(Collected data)
+-------+

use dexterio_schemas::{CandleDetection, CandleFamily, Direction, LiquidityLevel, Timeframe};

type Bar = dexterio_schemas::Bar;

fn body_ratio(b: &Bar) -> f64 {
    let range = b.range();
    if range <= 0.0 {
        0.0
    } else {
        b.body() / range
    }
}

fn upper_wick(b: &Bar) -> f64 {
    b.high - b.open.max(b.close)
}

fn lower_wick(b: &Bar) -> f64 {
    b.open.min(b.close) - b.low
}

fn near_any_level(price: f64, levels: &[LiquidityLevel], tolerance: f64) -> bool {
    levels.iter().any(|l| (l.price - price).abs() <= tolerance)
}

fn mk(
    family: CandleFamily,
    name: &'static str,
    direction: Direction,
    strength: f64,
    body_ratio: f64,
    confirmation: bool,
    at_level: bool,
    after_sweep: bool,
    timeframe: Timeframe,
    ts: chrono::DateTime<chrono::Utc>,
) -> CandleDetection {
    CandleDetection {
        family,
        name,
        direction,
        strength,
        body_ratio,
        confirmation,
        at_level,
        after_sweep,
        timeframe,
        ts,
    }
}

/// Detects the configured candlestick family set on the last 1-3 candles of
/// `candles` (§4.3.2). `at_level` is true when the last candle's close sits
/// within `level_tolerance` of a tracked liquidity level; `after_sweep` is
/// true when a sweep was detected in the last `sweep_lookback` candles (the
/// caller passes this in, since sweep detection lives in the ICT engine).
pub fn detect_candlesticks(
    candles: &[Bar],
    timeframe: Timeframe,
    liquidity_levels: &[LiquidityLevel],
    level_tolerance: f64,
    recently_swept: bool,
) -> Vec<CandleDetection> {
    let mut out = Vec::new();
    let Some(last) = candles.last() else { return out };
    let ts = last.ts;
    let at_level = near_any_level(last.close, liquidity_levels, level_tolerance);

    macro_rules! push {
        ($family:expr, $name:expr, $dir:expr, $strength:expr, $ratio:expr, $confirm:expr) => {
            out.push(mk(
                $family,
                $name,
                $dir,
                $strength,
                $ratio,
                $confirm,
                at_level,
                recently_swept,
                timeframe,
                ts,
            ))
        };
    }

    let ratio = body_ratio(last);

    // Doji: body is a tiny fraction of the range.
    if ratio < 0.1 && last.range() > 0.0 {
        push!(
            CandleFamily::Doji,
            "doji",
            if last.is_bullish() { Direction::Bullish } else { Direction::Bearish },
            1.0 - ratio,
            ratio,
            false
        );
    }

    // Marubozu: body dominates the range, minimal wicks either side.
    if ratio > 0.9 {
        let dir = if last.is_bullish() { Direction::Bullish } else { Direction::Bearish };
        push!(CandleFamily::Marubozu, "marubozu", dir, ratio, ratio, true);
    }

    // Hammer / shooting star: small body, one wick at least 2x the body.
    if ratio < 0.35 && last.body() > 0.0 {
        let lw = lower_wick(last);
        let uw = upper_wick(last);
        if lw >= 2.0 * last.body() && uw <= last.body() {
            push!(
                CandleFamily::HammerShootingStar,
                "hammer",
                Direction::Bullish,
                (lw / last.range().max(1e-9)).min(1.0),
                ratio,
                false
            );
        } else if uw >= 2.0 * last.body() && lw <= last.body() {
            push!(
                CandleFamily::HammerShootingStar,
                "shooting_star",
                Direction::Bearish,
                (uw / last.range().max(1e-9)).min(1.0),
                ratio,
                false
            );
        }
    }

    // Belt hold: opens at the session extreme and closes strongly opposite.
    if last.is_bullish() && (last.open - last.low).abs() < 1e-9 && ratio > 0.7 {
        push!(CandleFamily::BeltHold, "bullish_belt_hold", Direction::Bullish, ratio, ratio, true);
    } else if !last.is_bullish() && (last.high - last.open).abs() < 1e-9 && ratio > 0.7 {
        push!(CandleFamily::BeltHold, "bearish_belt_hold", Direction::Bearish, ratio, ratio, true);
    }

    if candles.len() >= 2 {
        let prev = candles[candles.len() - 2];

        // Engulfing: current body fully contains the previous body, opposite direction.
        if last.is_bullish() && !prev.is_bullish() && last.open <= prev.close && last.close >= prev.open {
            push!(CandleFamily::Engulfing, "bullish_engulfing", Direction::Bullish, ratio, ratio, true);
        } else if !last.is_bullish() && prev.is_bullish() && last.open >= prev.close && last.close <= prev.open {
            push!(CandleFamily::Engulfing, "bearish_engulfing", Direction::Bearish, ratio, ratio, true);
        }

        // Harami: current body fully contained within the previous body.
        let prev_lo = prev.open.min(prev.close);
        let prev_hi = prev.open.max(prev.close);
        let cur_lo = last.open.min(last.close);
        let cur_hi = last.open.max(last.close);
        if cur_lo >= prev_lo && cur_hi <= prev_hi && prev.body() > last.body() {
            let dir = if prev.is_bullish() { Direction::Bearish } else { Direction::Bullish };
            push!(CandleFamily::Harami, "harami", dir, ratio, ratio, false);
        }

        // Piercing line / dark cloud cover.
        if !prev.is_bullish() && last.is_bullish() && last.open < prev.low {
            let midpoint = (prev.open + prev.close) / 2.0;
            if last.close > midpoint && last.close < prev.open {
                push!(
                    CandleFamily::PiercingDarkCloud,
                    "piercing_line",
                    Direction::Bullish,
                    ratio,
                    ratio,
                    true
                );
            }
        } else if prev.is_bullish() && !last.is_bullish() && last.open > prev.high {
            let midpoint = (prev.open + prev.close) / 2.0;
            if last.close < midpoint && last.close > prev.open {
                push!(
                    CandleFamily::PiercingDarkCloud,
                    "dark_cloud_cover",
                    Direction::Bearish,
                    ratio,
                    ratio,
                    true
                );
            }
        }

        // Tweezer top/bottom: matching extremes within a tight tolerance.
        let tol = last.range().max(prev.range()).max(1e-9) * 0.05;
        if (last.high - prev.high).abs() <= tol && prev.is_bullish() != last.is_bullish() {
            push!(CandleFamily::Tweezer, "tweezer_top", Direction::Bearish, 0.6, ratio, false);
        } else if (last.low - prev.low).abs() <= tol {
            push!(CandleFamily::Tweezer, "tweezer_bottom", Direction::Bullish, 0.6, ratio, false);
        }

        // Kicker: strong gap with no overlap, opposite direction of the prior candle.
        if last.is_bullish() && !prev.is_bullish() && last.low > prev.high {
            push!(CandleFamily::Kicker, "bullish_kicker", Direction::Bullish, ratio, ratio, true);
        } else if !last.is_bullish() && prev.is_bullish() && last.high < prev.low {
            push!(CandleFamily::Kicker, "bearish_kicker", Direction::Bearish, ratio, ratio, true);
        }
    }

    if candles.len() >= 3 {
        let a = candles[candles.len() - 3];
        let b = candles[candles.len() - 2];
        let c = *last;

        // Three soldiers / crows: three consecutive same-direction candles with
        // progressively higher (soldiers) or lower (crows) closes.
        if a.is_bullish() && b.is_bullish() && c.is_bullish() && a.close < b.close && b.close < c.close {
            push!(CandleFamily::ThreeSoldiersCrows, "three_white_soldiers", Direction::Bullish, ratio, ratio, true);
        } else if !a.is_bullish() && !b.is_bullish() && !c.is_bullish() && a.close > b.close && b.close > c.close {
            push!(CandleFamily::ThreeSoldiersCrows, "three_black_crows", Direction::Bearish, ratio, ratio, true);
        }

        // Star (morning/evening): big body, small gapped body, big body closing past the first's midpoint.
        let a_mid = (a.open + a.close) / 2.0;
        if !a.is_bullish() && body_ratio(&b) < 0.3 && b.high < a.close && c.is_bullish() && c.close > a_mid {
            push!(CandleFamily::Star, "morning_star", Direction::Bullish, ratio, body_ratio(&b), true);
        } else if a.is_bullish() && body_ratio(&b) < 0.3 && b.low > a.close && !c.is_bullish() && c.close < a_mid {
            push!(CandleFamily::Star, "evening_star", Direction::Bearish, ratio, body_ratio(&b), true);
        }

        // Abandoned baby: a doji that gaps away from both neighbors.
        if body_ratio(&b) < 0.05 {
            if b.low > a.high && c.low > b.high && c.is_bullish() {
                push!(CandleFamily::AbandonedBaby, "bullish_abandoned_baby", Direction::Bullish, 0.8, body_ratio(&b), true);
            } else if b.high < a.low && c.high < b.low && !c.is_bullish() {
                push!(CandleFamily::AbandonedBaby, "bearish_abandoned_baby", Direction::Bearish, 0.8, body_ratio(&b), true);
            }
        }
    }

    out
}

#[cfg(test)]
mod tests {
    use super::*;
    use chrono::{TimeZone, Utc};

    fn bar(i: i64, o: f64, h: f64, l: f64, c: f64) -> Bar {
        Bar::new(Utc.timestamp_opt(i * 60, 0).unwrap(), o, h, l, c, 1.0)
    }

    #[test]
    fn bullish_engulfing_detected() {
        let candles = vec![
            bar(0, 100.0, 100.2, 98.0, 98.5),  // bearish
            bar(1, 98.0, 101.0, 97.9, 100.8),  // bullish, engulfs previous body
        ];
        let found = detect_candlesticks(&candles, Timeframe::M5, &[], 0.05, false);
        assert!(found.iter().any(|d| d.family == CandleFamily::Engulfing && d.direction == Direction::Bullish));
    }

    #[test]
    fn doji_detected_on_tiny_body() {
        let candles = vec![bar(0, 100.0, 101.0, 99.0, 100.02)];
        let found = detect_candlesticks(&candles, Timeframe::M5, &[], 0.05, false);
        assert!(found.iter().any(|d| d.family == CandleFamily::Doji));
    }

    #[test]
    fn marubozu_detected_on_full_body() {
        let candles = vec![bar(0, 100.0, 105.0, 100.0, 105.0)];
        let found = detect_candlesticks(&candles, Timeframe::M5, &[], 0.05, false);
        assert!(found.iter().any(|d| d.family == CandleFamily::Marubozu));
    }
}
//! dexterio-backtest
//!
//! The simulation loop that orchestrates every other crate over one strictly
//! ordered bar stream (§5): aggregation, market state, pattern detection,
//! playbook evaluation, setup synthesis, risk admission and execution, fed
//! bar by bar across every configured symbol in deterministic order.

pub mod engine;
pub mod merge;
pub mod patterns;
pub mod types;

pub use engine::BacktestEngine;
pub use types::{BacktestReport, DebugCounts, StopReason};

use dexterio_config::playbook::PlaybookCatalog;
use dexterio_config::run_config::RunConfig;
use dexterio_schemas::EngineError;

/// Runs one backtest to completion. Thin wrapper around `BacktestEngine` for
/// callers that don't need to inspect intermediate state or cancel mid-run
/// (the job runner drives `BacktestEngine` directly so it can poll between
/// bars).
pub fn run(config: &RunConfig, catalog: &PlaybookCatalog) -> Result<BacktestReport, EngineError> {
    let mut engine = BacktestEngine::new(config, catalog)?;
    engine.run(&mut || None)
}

+-------+

- Task statement -
Only lines containing the string "CandleDetection" are needed. Pull each of them out of the records above.

- Solution for this task -
use dexterio_schemas::{CandleDetection, CandleFamily, Direction, LiquidityLevel, Timeframe};
) -> CandleDetection {
    CandleDetection {
) -> Vec<CandleDetection> {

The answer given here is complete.